DATA PROVIDED section start

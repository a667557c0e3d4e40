//! Scanline polygon fill.
//!
//! This module converts a closed loop of screen-space vertices into horizontal
//! spans using the edge-table / active-edge-table algorithm.
//!
//! # Algorithm Overview
//!
//! 1. **Build the edge table**: every non-horizontal boundary segment becomes
//!    an [`Edge`] anchored at the row of its smaller-y endpoint. Each edge
//!    records its x-intersection `xi`, its inverse slope `dx` and the last
//!    row `ymax` on which it is active.
//! 2. **Sweep** rows from the polygon's minimum to maximum y, keeping the
//!    active edges in a list sorted by `xi`.
//! 3. **Pair** active edges even-odd: `(1st, 2nd)`, `(3rd, 4th)`, ... Every
//!    pair is one span of the polygon on that row.
//!
//! ```text
//!   row 0   *-----------*          edges from the top vertices activate
//!           |###########|
//!   row 5   |####*------*          pass-through vertex, counted once
//!           |####|
//!   row 9   |####|                 last row of the flat bottom
//!   row 10  *----*                 excluded: the bottom is horizontal
//! ```
//!
//! # Inverse Slope Method
//!
//! Rather than intersecting every edge with every scanline, each active edge
//! carries `dx = (x_end - x_start) / (y_end - y_start)` and moves by `dx`
//! per row. Edges can cross, so after each step the active list is re-sorted
//! with an insertion pass, which is linear when nothing crossed.
//!
//! # Boundaries
//!
//! The engine reads vertices through [`VertexSource`] and writes through
//! [`SpanSink`]. It never owns vertex data and never touches a drawing
//! surface.
//!
//! # References
//!
//! - Foley, van Dam et al., "Computer Graphics: Principles and Practice"

mod active;
mod edge;
mod scan;

pub use edge::{Edge, EdgeId, EdgeTable, MAX_ROWS};
pub use scan::ScanConverter;

use std::fmt;

use log::trace;

use crate::colors::Rgb;
use crate::math::vec2::Vec2;

/// Read access to the vertices a vertex loop refers to.
pub trait VertexSource {
    /// Number of addressable vertices. Valid indices are `0..vertex_count()`.
    fn vertex_count(&self) -> usize;

    /// Screen-space position of a vertex.
    fn position(&self, index: usize) -> Vec2;

    /// Color of a vertex.
    fn color(&self, index: usize) -> Rgb;
}

/// One horizontal run of a filled polygon.
#[derive(Clone, Copy, Debug, PartialEq)]
pub struct Span {
    pub y: i32,
    pub x_start: f32,
    pub x_end: f32,
    pub color: Rgb,
}

/// Receives spans in row-ascending, left-to-right order.
pub trait SpanSink {
    fn emit_span(&mut self, span: Span);
}

impl<F> SpanSink for F
where
    F: FnMut(Span),
{
    #[inline]
    fn emit_span(&mut self, span: Span) {
        self(span)
    }
}

/// Why a vertex loop was rejected.
#[derive(Clone, Copy, Debug, PartialEq)]
pub enum LoopDefect {
    /// Fewer than three vertices.
    TooShort { len: usize },
    /// A loop entry does not address a vertex.
    IndexOutOfRange { index: usize, vertex_count: usize },
    /// A vertex position is NaN or infinite.
    NonFinite { index: usize },
    /// The loop covers more than [`MAX_ROWS`] scanline rows.
    RowRangeTooLarge { rows: i64 },
}

impl fmt::Display for LoopDefect {
    fn fmt(&self, f: &mut fmt::Formatter<'_>) -> fmt::Result {
        match self {
            LoopDefect::TooShort { len } => {
                write!(f, "loop has {} vertices, at least 3 are required", len)
            }
            LoopDefect::IndexOutOfRange {
                index,
                vertex_count,
            } => write!(
                f,
                "vertex index {} is out of range for {} vertices",
                index, vertex_count
            ),
            LoopDefect::NonFinite { index } => {
                write!(f, "vertex {} has a non-finite position", index)
            }
            LoopDefect::RowRangeTooLarge { rows } => write!(
                f,
                "loop spans {} scanline rows, at most {} are supported",
                rows, MAX_ROWS
            ),
        }
    }
}

#[derive(Clone, Copy, Debug, PartialEq)]
pub enum FillError {
    InvalidLoop(LoopDefect),
}

impl fmt::Display for FillError {
    fn fmt(&self, f: &mut fmt::Formatter<'_>) -> fmt::Result {
        match self {
            FillError::InvalidLoop(defect) => write!(f, "invalid vertex loop: {}", defect),
        }
    }
}

impl std::error::Error for FillError {}

impl From<LoopDefect> for FillError {
    fn from(defect: LoopDefect) -> Self {
        FillError::InvalidLoop(defect)
    }
}

/// Checks that `vertex_loop` can be swept at all.
///
/// Self-intersecting and all-horizontal loops pass; they fill by even-odd
/// parity or not at all.
pub fn validate_loop<V>(source: &V, vertex_loop: &[usize]) -> Result<(), FillError>
where
    V: VertexSource + ?Sized,
{
    if vertex_loop.len() < 3 {
        return Err(LoopDefect::TooShort {
            len: vertex_loop.len(),
        }
        .into());
    }

    let vertex_count = source.vertex_count();
    for &index in vertex_loop {
        if index >= vertex_count {
            return Err(LoopDefect::IndexOutOfRange {
                index,
                vertex_count,
            }
            .into());
        }
        if !source.position(index).is_finite() {
            return Err(LoopDefect::NonFinite { index }.into());
        }
    }

    let rows = vertex_loop
        .iter()
        .map(|&index| edge::snap_row(source.position(index).y));
    let (y_min, y_max) = rows.fold((i32::MAX, i32::MIN), |(lo, hi), y| {
        (lo.min(y), hi.max(y))
    });
    edge::check_row_span(y_min, y_max)?;
    Ok(())
}

/// Fills a polygon with the color of its first vertex.
pub fn fill_polygon<V, S>(source: &V, vertex_loop: &[usize], sink: &mut S) -> Result<(), FillError>
where
    V: VertexSource + ?Sized,
    S: SpanSink + ?Sized,
{
    validate_loop(source, vertex_loop)?;
    let color = source.color(vertex_loop[0]);
    sweep(source, vertex_loop, color, sink)
}

/// Fills a polygon with an explicit color.
pub fn fill_polygon_with_color<V, S>(
    source: &V,
    vertex_loop: &[usize],
    color: Rgb,
    sink: &mut S,
) -> Result<(), FillError>
where
    V: VertexSource + ?Sized,
    S: SpanSink + ?Sized,
{
    validate_loop(source, vertex_loop)?;
    sweep(source, vertex_loop, color, sink)
}

fn sweep<V, S>(
    source: &V,
    vertex_loop: &[usize],
    color: Rgb,
    sink: &mut S,
) -> Result<(), FillError>
where
    V: VertexSource + ?Sized,
    S: SpanSink + ?Sized,
{
    let table = EdgeTable::build(source, vertex_loop)?;
    let mut scan = ScanConverter::new(table);
    let mut emitted = 0usize;

    scan.run(|y, x_start, x_end| {
        emitted += 1;
        sink.emit_span(Span {
            y,
            x_start,
            x_end,
            color,
        });
    });

    trace!("filled loop {:?}: {} spans", vertex_loop, emitted);
    Ok(())
}

#[cfg(test)]
pub(crate) mod tests {
    use super::*;
    use approx::assert_relative_eq;

    /// Bare vertex positions; vertex `i` has color `(i, 0, 0)`.
    pub(crate) struct Points(Vec<Vec2>);

    impl Points {
        pub(crate) fn new(points: &[(f32, f32)]) -> Self {
            Self(points.iter().map(|&p| Vec2::from(p)).collect())
        }
    }

    impl VertexSource for Points {
        fn vertex_count(&self) -> usize {
            self.0.len()
        }

        fn position(&self, index: usize) -> Vec2 {
            self.0[index]
        }

        fn color(&self, index: usize) -> Rgb {
            Rgb::new(index as u8, 0, 0)
        }
    }

    fn spans_of(points: &[(f32, f32)]) -> Vec<Span> {
        let source = Points::new(points);
        let vertex_loop: Vec<usize> = (0..points.len()).collect();
        let mut spans = Vec::new();
        fill_polygon(&source, &vertex_loop, &mut |span: Span| spans.push(span)).unwrap();
        spans
    }

    fn rows(spans: &[Span]) -> Vec<i32> {
        spans.iter().map(|s| s.y).collect()
    }

    #[test]
    fn test_unit_square() {
        let spans = spans_of(&[(0.0, 0.0), (10.0, 0.0), (10.0, 10.0), (0.0, 10.0)]);

        assert_eq!(rows(&spans), (0..=9).collect::<Vec<_>>());
        for span in &spans {
            assert_eq!(span.x_start, 0.0);
            assert_eq!(span.x_end, 10.0);
        }
    }

    #[test]
    fn test_fill_color_is_first_vertex_color() {
        let source = Points::new(&[(0.0, 0.0), (4.0, 0.0), (4.0, 4.0), (0.0, 4.0)]);
        let mut spans = Vec::new();
        fill_polygon(&source, &[2, 3, 0, 1], &mut |span: Span| spans.push(span)).unwrap();

        assert!(!spans.is_empty());
        assert!(spans.iter().all(|s| s.color == Rgb::new(2, 0, 0)));
    }

    #[test]
    fn test_explicit_color() {
        let source = Points::new(&[(0.0, 0.0), (4.0, 0.0), (4.0, 4.0)]);
        let mut spans = Vec::new();
        fill_polygon_with_color(&source, &[0, 1, 2], Rgb::RED, &mut |span: Span| spans.push(span))
            .unwrap();

        assert!(spans.iter().all(|s| s.color == Rgb::RED));
    }

    #[test]
    fn test_convex_quad_one_span_per_inner_row() {
        let spans = spans_of(&[(0.0, 0.0), (20.0, 5.0), (15.0, 30.0), (2.0, 18.0)]);

        for y in 1..30 {
            let count = spans.iter().filter(|s| s.y == y).count();
            assert_eq!(count, 1, "row {}", y);
        }
        assert!(spans.iter().all(|s| (0..=30).contains(&s.y)));
    }

    #[test]
    fn test_spans_ordered() {
        let spans = spans_of(&[
            (0.0, 0.0),
            (30.0, 0.0),
            (30.0, 20.0),
            (20.0, 20.0),
            (20.0, 10.0),
            (10.0, 10.0),
            (10.0, 20.0),
            (0.0, 20.0),
        ]);

        for pair in spans.windows(2) {
            let (a, b) = (pair[0], pair[1]);
            assert!(a.y <= b.y);
            if a.y == b.y {
                assert!(a.x_end <= b.x_start);
            }
        }
        assert!(spans.iter().all(|s| s.x_start <= s.x_end));
    }

    #[test]
    fn test_concave_notch() {
        let spans = spans_of(&[
            (0.0, 0.0),
            (30.0, 0.0),
            (30.0, 20.0),
            (20.0, 20.0),
            (20.0, 10.0),
            (10.0, 10.0),
            (10.0, 20.0),
            (0.0, 20.0),
        ]);

        let row = |y: i32| -> Vec<(f32, f32)> {
            spans
                .iter()
                .filter(|s| s.y == y)
                .map(|s| (s.x_start, s.x_end))
                .collect()
        };
        assert_eq!(row(0), vec![(0.0, 30.0)]);
        assert_eq!(row(9), vec![(0.0, 30.0)]);
        assert_eq!(row(10), vec![(0.0, 10.0), (20.0, 30.0)]);
        assert_eq!(row(19), vec![(0.0, 10.0), (20.0, 30.0)]);
        assert!(row(20).is_empty());
    }

    #[test]
    fn test_shared_edge_tiles_exactly() {
        let source = Points::new(&[
            (0.0, 0.0),
            (10.0, 0.0),
            (12.0, 10.0),
            (0.0, 10.0),
            (20.0, 0.0),
            (20.0, 10.0),
        ]);
        let mut left = Vec::new();
        let mut right = Vec::new();
        fill_polygon(&source, &[0, 1, 2, 3], &mut |s: Span| left.push(s)).unwrap();
        fill_polygon(&source, &[1, 4, 5, 2], &mut |s: Span| right.push(s)).unwrap();

        assert_eq!(rows(&left), (0..=9).collect::<Vec<_>>());
        assert_eq!(rows(&right), rows(&left));
        for (l, r) in left.iter().zip(&right) {
            assert_eq!(l.x_end, r.x_start, "seam or overlap on row {}", l.y);
        }
        assert_relative_eq!(left[5].x_end, 11.0, epsilon = 1e-4);
    }

    #[test]
    fn test_zero_height_edge_matches_triangle() {
        let with_extra = spans_of(&[(0.0, 0.0), (10.0, 10.0), (5.0, 10.0), (0.0, 10.0)]);
        let triangle = spans_of(&[(0.0, 0.0), (10.0, 10.0), (0.0, 10.0)]);

        assert_eq!(with_extra, triangle);
        assert_eq!(rows(&triangle), (0..=9).collect::<Vec<_>>());
    }

    #[test]
    fn test_idempotent() {
        let points = [(3.0, 1.0), (17.0, 4.0), (13.0, 22.0), (1.0, 15.0)];
        assert_eq!(spans_of(&points), spans_of(&points));
    }

    #[test]
    fn test_all_horizontal_emits_nothing() {
        let spans = spans_of(&[(0.0, 5.0), (10.0, 5.0), (20.0, 5.0)]);
        assert!(spans.is_empty());
    }

    #[test]
    fn test_rejects_short_loop() {
        let source = Points::new(&[(0.0, 0.0), (1.0, 1.0)]);
        let err = fill_polygon(&source, &[0, 1], &mut |_: Span| panic!("span emitted")).unwrap_err();
        assert_eq!(err, FillError::InvalidLoop(LoopDefect::TooShort { len: 2 }));
    }

    #[test]
    fn test_rejects_out_of_range_index() {
        let source = Points::new(&[(0.0, 0.0), (1.0, 1.0), (0.0, 2.0)]);
        let err = fill_polygon(&source, &[0, 1, 7], &mut |_: Span| panic!("span emitted")).unwrap_err();
        assert_eq!(
            err,
            FillError::InvalidLoop(LoopDefect::IndexOutOfRange {
                index: 7,
                vertex_count: 3
            })
        );
    }

    #[test]
    fn test_rejects_non_finite_vertex() {
        let source = Points::new(&[(0.0, 0.0), (f32::NAN, 1.0), (0.0, 2.0)]);
        let err = fill_polygon(&source, &[0, 1, 2], &mut |_: Span| panic!("span emitted")).unwrap_err();
        assert_eq!(err, FillError::InvalidLoop(LoopDefect::NonFinite { index: 1 }));
        assert_eq!(
            err.to_string(),
            "invalid vertex loop: vertex 1 has a non-finite position"
        );
    }

    #[test]
    fn test_rejects_loop_taller_than_row_limit() {
        let source = Points::new(&[(0.0, -2.0e9), (10.0, 2.0e9), (0.0, 2.0e9)]);
        let err = fill_polygon(&source, &[0, 1, 2], &mut |_: Span| panic!("span emitted")).unwrap_err();
        assert!(matches!(
            err,
            FillError::InvalidLoop(LoopDefect::RowRangeTooLarge { rows }) if rows > MAX_ROWS
        ));

        // Saturated rows from huge coordinates are rejected the same way.
        let source = Points::new(&[(0.0, 0.0), (10.0, 3.0e9), (0.0, 3.0e9)]);
        assert!(fill_polygon(&source, &[0, 1, 2], &mut |_: Span| {}).is_err());
    }

    #[test]
    fn test_tallest_allowed_loop_fills() {
        let bottom = (MAX_ROWS - 1) as f32;
        let source = Points::new(&[(0.0, 0.0), (4.0, 0.0), (4.0, bottom), (0.0, bottom)]);
        let mut count = 0usize;
        fill_polygon(&source, &[0, 1, 2, 3], &mut |_: Span| count += 1).unwrap();
        assert_eq!(count, (MAX_ROWS - 1) as usize);
    }
}
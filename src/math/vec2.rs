use std::ops::{Add, Mul, Sub};

use serde::{Deserialize, Serialize};

/// A point or offset in screen space. `y` grows downward, one unit per scanline.
#[derive(Clone, Copy, Debug, PartialEq, Default, Serialize, Deserialize)]
pub struct Vec2 {
    pub x: f32,
    pub y: f32,
}

impl Vec2 {
    pub const ZERO: Self = Self { x: 0.0, y: 0.0 };

    pub const fn new(x: f32, y: f32) -> Self {
        Self { x, y }
    }

    pub fn dot(&self, other: Self) -> f32 {
        self.x * other.x + self.y * other.y
    }

    /// Squared distance to `other`. Avoids the square root for radius tests.
    pub fn distance_squared(&self, other: Self) -> f32 {
        (*self - other).dot(*self - other)
    }

    pub fn is_finite(&self) -> bool {
        self.x.is_finite() && self.y.is_finite()
    }
}

impl From<(f32, f32)> for Vec2 {
    fn from((x, y): (f32, f32)) -> Self {
        Self::new(x, y)
    }
}

/// Component-wise addition of two vectors.
impl Add<Vec2> for Vec2 {
    type Output = Vec2;

    fn add(self, rhs: Vec2) -> Self::Output {
        Self {
            x: self.x + rhs.x,
            y: self.y + rhs.y,
        }
    }
}

/// Component-wise subtraction of two vectors.
impl Sub<Vec2> for Vec2 {
    type Output = Vec2;

    fn sub(self, rhs: Vec2) -> Self::Output {
        Self {
            x: self.x - rhs.x,
            y: self.y - rhs.y,
        }
    }
}

/// Scalar multiplication of a vector.
impl Mul<f32> for Vec2 {
    type Output = Vec2;

    fn mul(self, rhs: f32) -> Self::Output {
        Self {
            x: self.x * rhs,
            y: self.y * rhs,
        }
    }
}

DATA PROVIDED section end

◆ REQUIRED ACTION
What you return should be exactly the lines above, starting at the one with "let source = Points::new(&[(0.0, 0.0), (1.0, 1.0)]);" and ending at the one with "filename src/math/vec2.rs", and nothing else.

◆ TASK SOLUTION
        let source = Points::new(&[(0.0, 0.0), (1.0, 1.0)]);
        let err = fill_polygon(&source, &[0, 1], &mut |_: Span| panic!("span emitted")).unwrap_err();
        assert_eq!(err, FillError::InvalidLoop(LoopDefect::TooShort { len: 2 }));
    }

    #[test]
    fn test_rejects_out_of_range_index() {
        let source = Points::new(&[(0.0, 0.0), (1.0, 1.0), (0.0, 2.0)]);
        let err = fill_polygon(&source, &[0, 1, 7], &mut |_: Span| panic!("span emitted")).unwrap_err();
        assert_eq!(
            err,
            FillError::InvalidLoop(LoopDefect::IndexOutOfRange {
                index: 7,
                vertex_count: 3
            })
        );
    }

    #[test]
    fn test_rejects_non_finite_vertex() {
        let source = Points::new(&[(0.0, 0.0), (f32::NAN, 1.0), (0.0, 2.0)]);
        let err = fill_polygon(&source, &[0, 1, 2], &mut |_: Span| panic!("span emitted")).unwrap_err();
        assert_eq!(err, FillError::InvalidLoop(LoopDefect::NonFinite { index: 1 }));
        assert_eq!(
            err.to_string(),
            "invalid vertex loop: vertex 1 has a non-finite position"
        );
    }

    #[test]
    fn test_rejects_loop_taller_than_row_limit() {
        let source = Points::new(&[(0.0, -2.0e9), (10.0, 2.0e9), (0.0, 2.0e9)]);
        let err = fill_polygon(&source, &[0, 1, 2], &mut |_: Span| panic!("span emitted")).unwrap_err();
        assert!(matches!(
            err,
            FillError::InvalidLoop(LoopDefect::RowRangeTooLarge { rows }) if rows > MAX_ROWS
        ));

        // Saturated rows from huge coordinates are rejected the same way.
        let source = Points::new(&[(0.0, 0.0), (10.0, 3.0e9), (0.0, 3.0e9)]);
        assert!(fill_polygon(&source, &[0, 1, 2], &mut |_: Span| {}).is_err());
    }

    #[test]
    fn test_tallest_allowed_loop_fills() {
        let bottom = (MAX_ROWS - 1) as f32;
        let source = Points::new(&[(0.0, 0.0), (4.0, 0.0), (4.0, bottom), (0.0, bottom)]);
        let mut count = 0usize;
        fill_polygon(&source, &[0, 1, 2, 3], &mut |_: Span| count += 1).unwrap();
        assert_eq!(count, (MAX_ROWS - 1) as usize);
    }
}
filename src/math/vec2.rs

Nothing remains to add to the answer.